The Side-Trail Life

I have been asked why I chose the side trails when I’m hiking. You know the ones; the ones that are no more than 8 inches wide, branches covering most of the trail, and you are not sure where they lead. In part, it’s the thrill of the unknown. It’s not marked on the map, but there’s a tug at my heart that says “Go!”

The main trail is well established, proven to be worth the effort, walked by thousands, and appreciated by many. The side trail is passed by with the thought “Hmm, I wonder what it’s like, maybe I’ll look it up later.” Growing up, my life was similar to the side trail. I was not raised in a white picket fence house where Mom and Dad were there to tuck me into bed every night. My parents did not work the 9-5 jobs that allowed them to be at home together. I was raised by two, hard-working parents who spent long hours at their job. My mom missed holidays to save lives while my dad worked 3rd shift to give us the life he wanted to give us.
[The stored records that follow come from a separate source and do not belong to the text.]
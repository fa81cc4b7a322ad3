//! Host environment queries used during startup

/// What the bridge needs from its host before a session can start
pub trait HostEnvironment {
    /// Size of the render surface under `selector`, once it is ready
    fn surface_size(&self, selector: &str) -> Option<(f32, f32)>;

    /// Whether a mount point matching `selector` exists
    fn has_mount(&self, selector: &str) -> bool;
}

/// Host with a fixed surface and a fixed set of mount points (native runs, tests)
#[derive(Debug, Clone, Default)]
pub struct HeadlessHost {
    surface: Option<(String, f32, f32)>,
    mounts: Vec<String>,
}

impl HeadlessHost {
    pub fn new() -> Self {
        Self::default()
    }

    pub fn with_surface(mut self, selector: &str, width: f32, height: f32) -> Self {
        self.surface = Some((selector.to_string(), width, height));
        self
    }

    pub fn with_mount(mut self, selector: &str) -> Self {
        self.mounts.push(selector.to_string());
        self
    }
}

impl HostEnvironment for HeadlessHost {
    fn surface_size(&self, selector: &str) -> Option<(f32, f32)> {
        match &self.surface {
            Some((s, w, h)) if s == selector => Some((*w, *h)),
            _ => None,
        }
    }

    fn has_mount(&self, selector: &str) -> bool {
        self.mounts.iter().any(|m| m == selector)
    }
}
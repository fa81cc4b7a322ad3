//! Frame clock, logic channel, and the session that ties them to the scene
//!
//! Data flow per frame:
//! clock tick → channel (tick out) → logic component → channel (state in)
//! → codec → reconciler → sink

pub mod channel;
pub mod clock;
pub mod host;
pub mod session;

pub use channel::{FrameAdvance, LogicChannel, LogicEndpoint, SnapshotPublisher};
pub use clock::{FrameClock, FrameTick};
pub use host::{HeadlessHost, HostEnvironment};
pub use session::{Session, SessionStats};
//! Property tests for positional reconciliation.
//!
//! Random brick layouts and random shrinking sequences, checked against the
//! invariants the scene must keep: re-applying is a no-op, held bricks map
//! one-to-one onto live visuals, and the brick set only ever shrinks.

use std::collections::BTreeSet;

use breakout_bridge::scene::{EntityKind, ReconcilerConfig, RecordingSink, SceneReconciler};
use breakout_bridge::snapshot::{BrickState, PaddleState, Snapshot, WireShape};
use glam::Vec2;
use proptest::prelude::*;

type Cell = (u8, u8);

fn cell_pos((cx, cy): Cell) -> Vec2 {
    Vec2::new(cx as f32 * 64.0, cy as f32 * 24.0)
}

fn snapshot(cells: &[Cell], paddle_x: f32) -> Snapshot {
    Snapshot {
        shape: WireShape::G3,
        paddle: Some(PaddleState { x: paddle_x }),
        ball: Some(Vec2::new(paddle_x, 100.0)),
        bricks: Some(
            cells
                .iter()
                .map(|&c| {
                    let p = cell_pos(c);
                    BrickState::new(p.x, p.y, 60.0, 20.0)
                })
                .collect(),
        ),
    }
}

fn held(r: &SceneReconciler<u32>) -> BTreeSet<(u32, u32)> {
    r.bricks()
        .map(|b| (b.pos.x.to_bits(), b.pos.y.to_bits()))
        .collect()
}

fn live(sink: &RecordingSink) -> BTreeSet<(u32, u32)> {
    sink.live_positions(EntityKind::Brick)
        .iter()
        .map(|p| (p.x.to_bits(), p.y.to_bits()))
        .collect()
}

fn keys(cells: &[Cell]) -> BTreeSet<(u32, u32)> {
    cells
        .iter()
        .map(|&c| {
            let p = cell_pos(c);
            (p.x.to_bits(), p.y.to_bits())
        })
        .collect()
}

fn cells_strategy() -> impl Strategy<Value = Vec<Cell>> {
    prop::collection::vec((0u8..12, 0u8..8), 1..40)
}

proptest! {
    #[test]
    fn test_reapply_is_a_noop(cells in cells_strategy(), x in -300.0f32..300.0) {
        let mut sink = RecordingSink::new();
        let mut r = SceneReconciler::new(ReconcilerConfig::default());
        let snap = snapshot(&cells, x);

        r.reconcile(&snap, &mut sink);
        let before = live(&sink);

        let report = r.reconcile(&snap, &mut sink);
        prop_assert_eq!(report.structural_changes(), 0);
        prop_assert_eq!(report.ignored, 0);
        prop_assert_eq!(report.resized, 0);
        prop_assert_eq!(live(&sink), before);
        prop_assert_eq!(sink.live_count(EntityKind::Paddle), 1);
        prop_assert_eq!(sink.live_count(EntityKind::Ball), 1);
    }

    #[test]
    fn test_held_bricks_match_live_visuals(cells in cells_strategy()) {
        let mut sink = RecordingSink::new();
        let mut r = SceneReconciler::new(ReconcilerConfig::default());
        r.reconcile(&snapshot(&cells, 0.0), &mut sink);

        // Duplicated positions collapse to one visual
        prop_assert_eq!(held(&r), keys(&cells));
        prop_assert_eq!(r.brick_count(), keys(&cells).len());
        prop_assert_eq!(live(&sink), held(&r));
        prop_assert_eq!(sink.live_count(EntityKind::Brick), r.brick_count());
    }

    #[test]
    fn test_bricks_only_shrink(
        cells in cells_strategy(),
        rounds in prop::collection::vec(
            (
                prop::collection::vec(any::<bool>(), 40),
                prop::collection::vec((0u8..12, 8u8..10), 0..3),
            ),
            1..8,
        ),
    ) {
        let mut sink = RecordingSink::new();
        let mut r = SceneReconciler::new(ReconcilerConfig::default());
        r.reconcile(&snapshot(&cells, 0.0), &mut sink);
        let creates_after_first = sink.count_creates();

        for (mask, strays) in rounds {
            let before = held(&r);
            if before.is_empty() {
                break;
            }

            // Random subset of the first layout, plus positions never seen
            let mut incoming: Vec<Cell> = cells
                .iter()
                .zip(mask.iter())
                .filter(|(_, keep)| **keep)
                .map(|(c, _)| *c)
                .collect();
            incoming.extend(strays.iter().copied());

            let report = r.reconcile(&snapshot(&incoming, 0.0), &mut sink);

            let expected: BTreeSet<_> = before.intersection(&keys(&incoming)).copied().collect();
            prop_assert_eq!(held(&r), expected);
            prop_assert_eq!(report.created, 0);
            prop_assert_eq!(report.destroyed, before.len() - r.brick_count());
            prop_assert_eq!(live(&sink), held(&r));
        }

        // Paddle and ball were created on the first pass only
        prop_assert_eq!(sink.count_creates(), creates_after_first);
    }
}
My brother came alone in their first year of marriage. Two years later they learned about his autism, a challenge they were not prepared for. Two years after the diagnosis, my mother struggled with fertility and miscarriages. She was about to give up, when she finally became pregnant with me. My life was different from the ordinary road; I don’t even know what the ordinary trail of life looks like. I don’t know what it’s like to see your brother not get bullied from teachers, to be told he was useless by the school system. In adulthood, I don’t know what it’s like to have nieces or nephews, to watch my brother marry the love of his life, or simply move out.

But the side trail of life, despite the branches covering the trail and it not being mapped, was pretty great. What I did get to see was dedication for a better life from my parents, a brother who loves me more than anything, and myself glowing with pride when he accomplishes tasks. I learned about sacrifice, love, and patience. I learned that when you love someone so much you will stop at nothing to make them happy. That is my life with my brother. My parents taught me to be passionate, and I chose my brother to be my passion. No, the side trail isn’t well-mapped out and you don’t know where you’ll end up. But, I have embraced my side trail life, and I wouldn’t change a thing to make it a main-trail kind of life.